# Work required
Go through the entries below from the first line and transcribe each one exactly, ending with the line that contains "the numeric runtime.".
Segment Start: Information shown
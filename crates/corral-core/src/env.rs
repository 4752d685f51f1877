//! Environment handle consumed by the manager engine.
//!
//! [`SimEnv`] wraps the scene/object-state accessor (a Bevy ECS [`World`])
//! together with the environment-instance count and a compute [`Device`]
//! identifier. Managers pull per-environment state out of the world; event
//! terms mutate it in place.

use std::fmt;

use bevy::prelude::*;
use serde::{Deserialize, Serialize};

// ---------------------------------------------------------------------------
// Device
// ---------------------------------------------------------------------------

/// Compute device/context identifier for the numeric runtime.
#[derive(Debug, Clone, Copy, PartialEq, Eq, Hash, Default, Serialize, Deserialize)]
pub enum Device {
    #[default]
    Cpu,
    Cuda(u32),
}

impl fmt::Display for Device {
    fn fmt(&self, f: &mut fmt::Formatter<'_>) -> fmt::Result {
        match self {
            Self::Cpu => write!(f, "cpu"),
            Self::Cuda(index) => write!(f, "cuda:{index}"),
        }
    }
}

// ---------------------------------------------------------------------------
// SimEnv
// ---------------------------------------------------------------------------

/// Handle to the simulated environment batch.
///
/// One `SimEnv` represents N parallel environment replicas sharing a single
/// scene. Per-replica state lives in world resources/components as batched
/// buffers with one row per environment instance.
///
/// # Example
///
/// ```
/// use corral_core::env::{Device, SimEnv};
///
/// let env = SimEnv::new(8).with_device(Device::Cuda(0));
/// assert_eq!(env.num_envs(), 8);
/// assert_eq!(env.device().to_string(), "cuda:0");
/// ```
pub struct SimEnv {
    world: World,
    num_envs: usize,
    device: Device,
}

impl SimEnv {
    /// Create a handle for `num_envs` parallel environment instances.
    ///
    /// # Panics
    ///
    /// Panics if `num_envs` is zero.
    #[must_use]
    pub fn new(num_envs: usize) -> Self {
        assert!(num_envs > 0, "need at least one environment");
        Self {
            world: World::new(),
            num_envs,
            device: Device::Cpu,
        }
    }

    /// Builder: set the compute device identifier.
    #[must_use]
    pub const fn with_device(mut self, device: Device) -> Self {
        self.device = device;
        self
    }

    /// Number of parallel environment instances.
    #[must_use]
    pub const fn num_envs(&self) -> usize {
        self.num_envs
    }

    /// Compute device identifier.
    #[must_use]
    pub const fn device(&self) -> Device {
        self.device
    }

    /// Scene/object-state accessor (read).
    #[must_use]
    pub const fn world(&self) -> &World {
        &self.world
    }

    /// Scene/object-state accessor (write).
    pub const fn world_mut(&mut self) -> &mut World {
        &mut self.world
    }
}

// ---------------------------------------------------------------------------
// Tests
// ---------------------------------------------------------------------------

#[cfg(test)]
mod tests {
    use super::*;

    #[derive(Resource, Clone, Debug, PartialEq)]
    struct RootHeights(Vec<f32>);

    #[test]
    fn new_sets_count_and_default_device() {
        let env = SimEnv::new(4);
        assert_eq!(env.num_envs(), 4);
        assert_eq!(env.device(), Device::Cpu);
    }

    #[test]
    #[should_panic(expected = "need at least one environment")]
    fn zero_envs_panics() {
        let _ = SimEnv::new(0);
    }

    #[test]
    fn with_device_builder() {
        let env = SimEnv::new(2).with_device(Device::Cuda(1));
        assert_eq!(env.device(), Device::Cuda(1));
    }

    #[test]
    fn world_holds_batched_state() {
        let mut env = SimEnv::new(3);
        env.world_mut().insert_resource(RootHeights(vec![0.5; 3]));
        let heights = env.world().resource::<RootHeights>();
        assert_eq!(heights.0.len(), 3);
    }

    #[test]
    fn device_display() {
        assert_eq!(Device::Cpu.to_string(), "cpu");
        assert_eq!(Device::Cuda(0).to_string(), "cuda:0");
        assert_eq!(Device::Cuda(3).to_string(), "cuda:3");
    }

    #[test]
    fn device_serialize_roundtrip() {
        let device = Device::Cuda(2);
        let json = serde_json::to_string(&device).unwrap();
        let device2: Device = serde_json::from_str(&json).unwrap();
        assert_eq!(device, device2);
    }
}
use thiserror::Error;

/// Top-level error type for the Corral manager engine.
#[derive(Debug, Error)]
pub enum CorralError {
    #[error("Configuration error: {0}")]
    Config(#[from] ConfigError),

    #[error("Lookup error: {0}")]
    TermNotFound(#[from] TermNotFound),

    #[error("Apply error: {0}")]
    Apply(#[from] ApplyError),
}

/// Preparation-time configuration errors.
///
/// All variants are raised while a manager is being constructed (or while a
/// single term is replaced via `set_term_cfg`), never during `compute`/`apply`.
#[derive(Debug, Error)]
pub enum ConfigError {
    #[error("no {kind} term function registered under key '{key}'")]
    UnregisteredFunc { kind: &'static str, key: String },

    #[error("{kind} term function '{key}' is already registered")]
    DuplicateRegistration { kind: &'static str, key: String },

    #[error("duplicate term name '{name}'")]
    DuplicateTerm { name: String },

    #[error("term '{term}' is missing required parameter '{param}'")]
    MissingParam { term: String, param: String },

    #[error("term '{term}' received unknown parameter '{param}'")]
    UnknownParam { term: String, param: String },

    #[error("term '{term}' has mode 'interval' but no interval range")]
    MissingIntervalRange { term: String },

    #[error("term '{term}' has invalid interval range [{lower}, {upper}]")]
    InvalidIntervalRange { term: String, lower: f32, upper: f32 },

    #[error("term '{term}' is configured for mode '{expected}', cannot move it to mode '{got}'")]
    ModeMismatch {
        term: String,
        expected: String,
        got: String,
    },

    #[error(
        "group '{group}': term '{term}' output shape {shape:?} cannot be concatenated \
         (more than one free axis)"
    )]
    NotConcatenable {
        group: String,
        term: String,
        shape: Vec<usize>,
    },

    #[error("term '{term}' produced batch dimension {got}, expected {expected} environments")]
    BatchDimMismatch {
        term: String,
        expected: usize,
        got: usize,
    },
}

/// A `get_term_cfg`/`set_term_cfg` lookup did not match any configured term.
#[derive(Debug, Clone, PartialEq, Eq, Error)]
#[error("term '{0}' not found")]
pub struct TermNotFound(pub String);

/// Caller-contract violations on `EventManager::apply`.
///
/// These indicate a programming error in the driving loop, not a data error.
#[derive(Debug, Clone, Copy, PartialEq, Eq, Error)]
pub enum ApplyError {
    #[error("event mode 'interval' requires the environment time-step")]
    MissingDt,

    #[error("event mode 'reset' requires the global environment step count")]
    MissingStepCount,
}

#[cfg(test)]
mod tests {
    use super::*;

    #[test]
    fn corral_error_from_config_error() {
        let err = ConfigError::DuplicateTerm {
            name: "push_robot".into(),
        };
        let corral_err: CorralError = err.into();
        assert!(matches!(corral_err, CorralError::Config(_)));
        assert!(corral_err.to_string().contains("push_robot"));
    }

    #[test]
    fn corral_error_from_term_not_found() {
        let err = TermNotFound("joint_pos".into());
        let corral_err: CorralError = err.into();
        assert!(matches!(corral_err, CorralError::TermNotFound(_)));
        assert!(corral_err.to_string().contains("joint_pos"));
    }

    #[test]
    fn corral_error_from_apply_error() {
        let err = ApplyError::MissingDt;
        let corral_err: CorralError = err.into();
        assert!(matches!(corral_err, CorralError::Apply(_)));
        assert!(corral_err.to_string().contains("time-step"));
    }

    #[test]
    fn apply_error_is_copy() {
        let err = ApplyError::MissingStepCount;
        let err2 = err; // Copy
        assert_eq!(err, err2);
    }

    #[test]
    fn config_error_display_messages() {
        assert_eq!(
            ConfigError::UnregisteredFunc {
                kind: "observation",
                key: "joint_pos".into()
            }
            .to_string(),
            "no observation term function registered under key 'joint_pos'"
        );
        assert_eq!(
            ConfigError::DuplicateRegistration {
                kind: "event",
                key: "push".into()
            }
            .to_string(),
            "event term function 'push' is already registered"
        );
        assert_eq!(
            ConfigError::DuplicateTerm {
                name: "base_vel".into()
            }
            .to_string(),
            "duplicate term name 'base_vel'"
        );
        assert_eq!(
            ConfigError::MissingParam {
                term: "push".into(),
                param: "magnitude".into()
            }
            .to_string(),
            "term 'push' is missing required parameter 'magnitude'"
        );
        assert_eq!(
            ConfigError::UnknownParam {
                term: "push".into(),
                param: "magnitudo".into()
            }
            .to_string(),
            "term 'push' received unknown parameter 'magnitudo'"
        );
        assert_eq!(
            ConfigError::MissingIntervalRange {
                term: "gravity_shift".into()
            }
            .to_string(),
            "term 'gravity_shift' has mode 'interval' but no interval range"
        );
        assert_eq!(
            ConfigError::InvalidIntervalRange {
                term: "gravity_shift".into(),
                lower: 2.0,
                upper: 1.0
            }
            .to_string(),
            "term 'gravity_shift' has invalid interval range [2, 1]"
        );
        assert_eq!(
            ConfigError::ModeMismatch {
                term: "push".into(),
                expected: "interval".into(),
                got: "reset".into()
            }
            .to_string(),
            "term 'push' is configured for mode 'interval', cannot move it to mode 'reset'"
        );
        assert_eq!(
            ConfigError::BatchDimMismatch {
                term: "joint_pos".into(),
                expected: 16,
                got: 4
            }
            .to_string(),
            "term 'joint_pos' produced batch dimension 4, expected 16 environments"
        );
    }

    #[test]
    fn not_concatenable_display_includes_shape() {
        let msg = ConfigError::NotConcatenable {
            group: "policy".into(),
            term: "camera".into(),
            shape: vec![4, 128, 256, 3],
        }
        .to_string();
        assert!(msg.contains("policy"));
        assert!(msg.contains("camera"));
        assert!(msg.contains("[4, 128, 256, 3]"));
    }

    #[test]
    fn term_not_found_display() {
        assert_eq!(
            TermNotFound("nonexistent".into()).to_string(),
            "term 'nonexistent' not found"
        );
    }

    #[test]
    fn apply_error_display_messages() {
        assert_eq!(
            ApplyError::MissingDt.to_string(),
            "event mode 'interval' requires the environment time-step"
        );
        assert_eq!(
            ApplyError::MissingStepCount.to_string(),
            "event mode 'reset' requires the global environment step count"
        );
    }
}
Segment End: Information shown
# Answer below
filename crates/corral-core/src/env.rs
repository 4752d685f51f1877
//! Environment handle consumed by the manager engine.
//!
//! [`SimEnv`] wraps the scene/object-state accessor (a Bevy ECS [`World`])
//! together with the environment-instance count and a compute [`Device`]
//! identifier. Managers pull per-environment state out of the world; event
//! terms mutate it in place.

use std::fmt;

use bevy::prelude::*;
use serde::{Deserialize, Serialize};

// ---------------------------------------------------------------------------
// Device
// ---------------------------------------------------------------------------

/// Compute device/context identifier for the numeric runtime.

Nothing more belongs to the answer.